Start of Data for review

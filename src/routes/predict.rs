use crate::{pipeline::PredictError, preprocess::INPUT_SIZE, server::SharedState};
use axum::{
    extract::{multipart::MultipartError, Multipart, State},
    http::StatusCode,
    response::{IntoResponse, Response},
    Json,
};
use bytes::Bytes;
use serde::{Deserialize, Serialize};
use serde_json::json;
use thiserror::Error;
use tracing::instrument;

#[derive(Error, Debug)]
pub enum PredictRequestError {
    #[error("Missing `image` field in multipart form")]
    MissingImage,
    #[error("Failed to read multipart body: {0}")]
    Multipart(#[from] MultipartError),
    #[error(transparent)]
    Pipeline(#[from] PredictError),
    #[error("Inference task failed: {0}")]
    TaskJoin(#[from] tokio::task::JoinError),
}

impl PredictRequestError {
    fn status_code(&self) -> StatusCode {
        match self {
            PredictRequestError::MissingImage | PredictRequestError::Multipart(_) => {
                StatusCode::BAD_REQUEST
            }
            PredictRequestError::Pipeline(PredictError::ModelUnavailable) => {
                StatusCode::SERVICE_UNAVAILABLE
            }
            // Decode failures map to 500, matching the established contract
            // of this endpoint.
            _ => StatusCode::INTERNAL_SERVER_ERROR,
        }
    }
}

impl IntoResponse for PredictRequestError {
    fn into_response(self) -> Response {
        let status = self.status_code();
        if status.is_server_error() {
            tracing::error!("Predict request failed: {}", self);
        }

        (
            status,
            Json(json!({ "status": "error", "message": self.to_string() })),
        )
            .into_response()
    }
}

#[derive(Serialize, Deserialize)]
pub struct PredictResponse {
    pub status: String,
    pub mask_base64: String,
    pub metadata: PredictMetadata,
}

#[derive(Serialize, Deserialize)]
pub struct PredictMetadata {
    pub output_size: [u32; 2],
    pub latency_seconds: f64,
}

#[instrument(skip(state, multipart))]
pub async fn predict(
    State(state): State<SharedState>,
    mut multipart: Multipart,
) -> Result<Json<PredictResponse>, PredictRequestError> {
    let mut image_data: Option<Bytes> = None;
    while let Some(field) = multipart.next_field().await? {
        if field.name() == Some("image") {
            image_data = Some(field.bytes().await?);
            break;
        }
    }
    let image_data = image_data.ok_or(PredictRequestError::MissingImage)?;

    // Decode and inference are CPU-bound; keep them off the async workers.
    let pipeline = state.pipeline.clone();
    let prediction = tokio::task::spawn_blocking(move || pipeline.predict(&image_data)).await??;

    Ok(Json(PredictResponse {
        status: "success".into(),
        mask_base64: prediction.mask_base64,
        metadata: PredictMetadata {
            output_size: [INPUT_SIZE, INPUT_SIZE],
            latency_seconds: prediction.latency_seconds,
        },
    }))
}
//! efdpolld - EFD latest-sample poller
//!
//! Polls the EFD for the newest force-actuator sample, timing each query,
//! and appends the results in batches to a plain-text log.

use anyhow::{Context, Result};
use clap::Parser;
use efdpolld::batch_log::BatchLog;
use efdpolld::config::Config;
use efdpolld::efd_client::HttpEfdClient;
use efdpolld::poller::{Poller, PollerSettings};
use efdpolld::shutdown::{forward_interrupts, InterruptOutcome, FORCED_EXIT_CODE};
use std::path::PathBuf;
use tokio::sync::watch;
use tracing::{error, info};
use tracing_subscriber::EnvFilter;

#[derive(Parser, Debug)]
#[command(name = "efdpolld", version, about = "Poll the EFD and log the latest sample in batches")]
struct Cli {
    /// Config file (default: /etc/efdpolld/config.toml, then ./efdpolld.toml)
    #[arg(short, long)]
    config: Option<PathBuf>,

    /// Sample log path, overriding output.log_path
    #[arg(long)]
    log_file: Option<PathBuf>,

    /// Stop after this many iterations
    #[arg(long)]
    iterations: Option<u64>,

    /// Samples per flushed batch, overriding poll.batch_size
    #[arg(long)]
    batch_size: Option<usize>,

    /// Seconds between iterations, overriding poll.sleep_secs
    #[arg(long)]
    sleep_secs: Option<f64>,

    /// Print the InfluxQL query and exit
    #[arg(long)]
    print_query: bool,
}

impl Cli {
    fn apply(&self, config: &mut Config) {
        if let Some(path) = &self.log_file {
            config.output.log_path = path.clone();
        }
        if let Some(n) = self.batch_size {
            config.poll.batch_size = n;
        }
        if let Some(secs) = self.sleep_secs {
            config.poll.sleep_secs = secs;
        }
    }
}

#[tokio::main]
async fn main() -> Result<()> {
    tracing_subscriber::fmt()
        .with_env_filter(
            EnvFilter::try_from_default_env().unwrap_or_else(|_| EnvFilter::new("info")),
        )
        .with_writer(std::io::stderr)
        .with_target(false)
        .init();

    let cli = Cli::parse();

    let mut config = match &cli.config {
        Some(path) => Config::load_from_path(path)?,
        None => Config::load()?,
    };
    cli.apply(&mut config);

    let mut settings = PollerSettings::from_config(&config).context("Invalid configuration")?;
    settings.max_iterations = cli.iterations;

    if cli.print_query {
        println!("{}", settings.query.to_influxql());
        return Ok(());
    }

    info!("efdpolld v{} starting", env!("CARGO_PKG_VERSION"));

    let client = HttpEfdClient::from_config(&config.efd)
        .await
        .context("Failed to set up EFD client")?;
    info!("Querying {}", client.base_url());

    let log = BatchLog::open(&config.output.log_path, config.output.write_header)?;
    info!("Appending samples to {}", log.path().display());

    let (shutdown_tx, shutdown_rx) = watch::channel(false);
    tokio::spawn(async move {
        let outcome = forward_interrupts(tokio::signal::ctrl_c, shutdown_tx).await;
        if outcome == InterruptOutcome::Forced {
            std::process::exit(FORCED_EXIT_CODE);
        }
    });

    let poller = Poller::new(client, settings)?;
    match poller.run(log, shutdown_rx).await {
        Ok(stats) => {
            info!(
                "Stopped after {} iterations, {} samples written ({} empty results, last latency {})",
                stats.iterations,
                stats.samples_flushed,
                stats.empty_results,
                stats
                    .last_latency
                    .map(|l| format!("{:.3}s", l))
                    .unwrap_or_else(|| "n/a".to_string())
            );
            Ok(())
        }
        Err(e) => {
            error!("Poller failed: {:#}", e);
            Err(e)
        }
    }
}
//! Decoding of InfluxDB 1.x `/query` responses.
//!
//! Body shape:
//! `{"results":[{"statement_id":0,"series":[{"name":..,"columns":[..],"values":[[..]]}]}]}`
//! A statement without `series` matched no rows.

use crate::error::EfdError;
use crate::sample::{FieldValue, StreamFields};
use serde::Deserialize;
use serde_json::Value;

#[derive(Debug, Clone, Default, Deserialize)]
pub struct QueryResponse {
    #[serde(default)]
    pub results: Vec<StatementResult>,
    #[serde(default)]
    pub error: Option<String>,
}

#[derive(Debug, Clone, Default, Deserialize)]
pub struct StatementResult {
    #[serde(default)]
    pub statement_id: u32,
    #[serde(default)]
    pub series: Vec<Series>,
    #[serde(default)]
    pub error: Option<String>,
}

#[derive(Debug, Clone, Default, Deserialize)]
pub struct Series {
    #[serde(default)]
    pub name: String,
    #[serde(default)]
    pub columns: Vec<String>,
    #[serde(default)]
    pub values: Vec<Vec<Value>>,
}

impl QueryResponse {
    pub fn from_json(body: &str) -> Result<Self, EfdError> {
        let response: QueryResponse = serde_json::from_str(body)?;
        if let Some(err) = &response.error {
            return Err(EfdError::Query(err.clone()));
        }
        if let Some(err) = response.results.iter().find_map(|r| r.error.as_ref()) {
            return Err(EfdError::Query(err.clone()));
        }
        Ok(response)
    }

    /// First series of the first statement, or an empty table
    pub fn into_table(self) -> ResultTable {
        self.results
            .into_iter()
            .next()
            .and_then(|r| r.series.into_iter().next())
            .map(ResultTable::from)
            .unwrap_or_default()
    }
}

/// Column-addressable rows of one series.
#[derive(Debug, Clone, Default, PartialEq)]
pub struct ResultTable {
    pub name: String,
    pub columns: Vec<String>,
    pub rows: Vec<Vec<Value>>,
}

impl From<Series> for ResultTable {
    fn from(series: Series) -> Self {
        Self {
            name: series.name,
            columns: series.columns,
            rows: series.values,
        }
    }
}

impl ResultTable {
    pub fn new(columns: &[&str], rows: Vec<Vec<Value>>) -> Self {
        Self {
            name: String::new(),
            columns: columns.iter().map(|c| c.to_string()).collect(),
            rows,
        }
    }

    pub fn len(&self) -> usize {
        self.rows.len()
    }

    pub fn is_empty(&self) -> bool {
        self.rows.is_empty()
    }

    pub fn column_index(&self, name: &str) -> Option<usize> {
        self.columns.iter().position(|c| c == name)
    }

    /// Numeric value of `column` in the last row.
    /// `Ok(None)` when the table is empty or the cell is null; any other
    /// non-numeric cell is an error so it can never reach a log line.
    pub fn last_row_value(&self, column: &str) -> Result<Option<FieldValue>, EfdError> {
        let Some(row) = self.rows.last() else {
            return Ok(None);
        };
        let idx = self
            .column_index(column)
            .ok_or_else(|| EfdError::MissingColumn(column.to_string()))?;

        match row.get(idx) {
            None | Some(Value::Null) => Ok(None),
            Some(Value::Number(n)) => Ok(match n.as_i64() {
                Some(i) => Some(FieldValue::Integer(i)),
                None => n.as_f64().map(FieldValue::Float),
            }),
            Some(other) => Err(EfdError::NonNumeric {
                column: column.to_string(),
                value: other.to_string(),
            }),
        }
    }
}

impl StreamFields {
    /// Last row's four fields in log order; all missing for an empty table.
    pub fn from_table(table: &ResultTable) -> Result<Self, EfdError> {
        if table.is_empty() {
            return Ok(Self::missing());
        }
        let [snd, seq, kafka, rcv] = Self::columns();
        Ok(Self {
            sender_timestamp: table.last_row_value(snd)?.map(into_stamp),
            sequence_number: table.last_row_value(seq)?,
            broker_timestamp: table.last_row_value(kafka)?.map(into_stamp),
            receipt_timestamp: table.last_row_value(rcv)?.map(into_stamp),
        })
    }
}

/// Stamp columns are float seconds; InfluxDB drops the `.0` of whole values.
fn into_stamp(value: FieldValue) -> FieldValue {
    match value {
        FieldValue::Integer(i) => FieldValue::Float(i as f64),
        other => other,
    }
}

End of Data for review

What you should do> Filter the records above for lines containing the word "info", and copy those lines.

Written solution>
use tracing::{error, info};
            EnvFilter::try_from_default_env().unwrap_or_else(|_| EnvFilter::new("info")),
    info!("efdpolld v{} starting", env!("CARGO_PKG_VERSION"));
    info!("Querying {}", client.base_url());
    info!("Appending samples to {}", log.path().display());
            info!(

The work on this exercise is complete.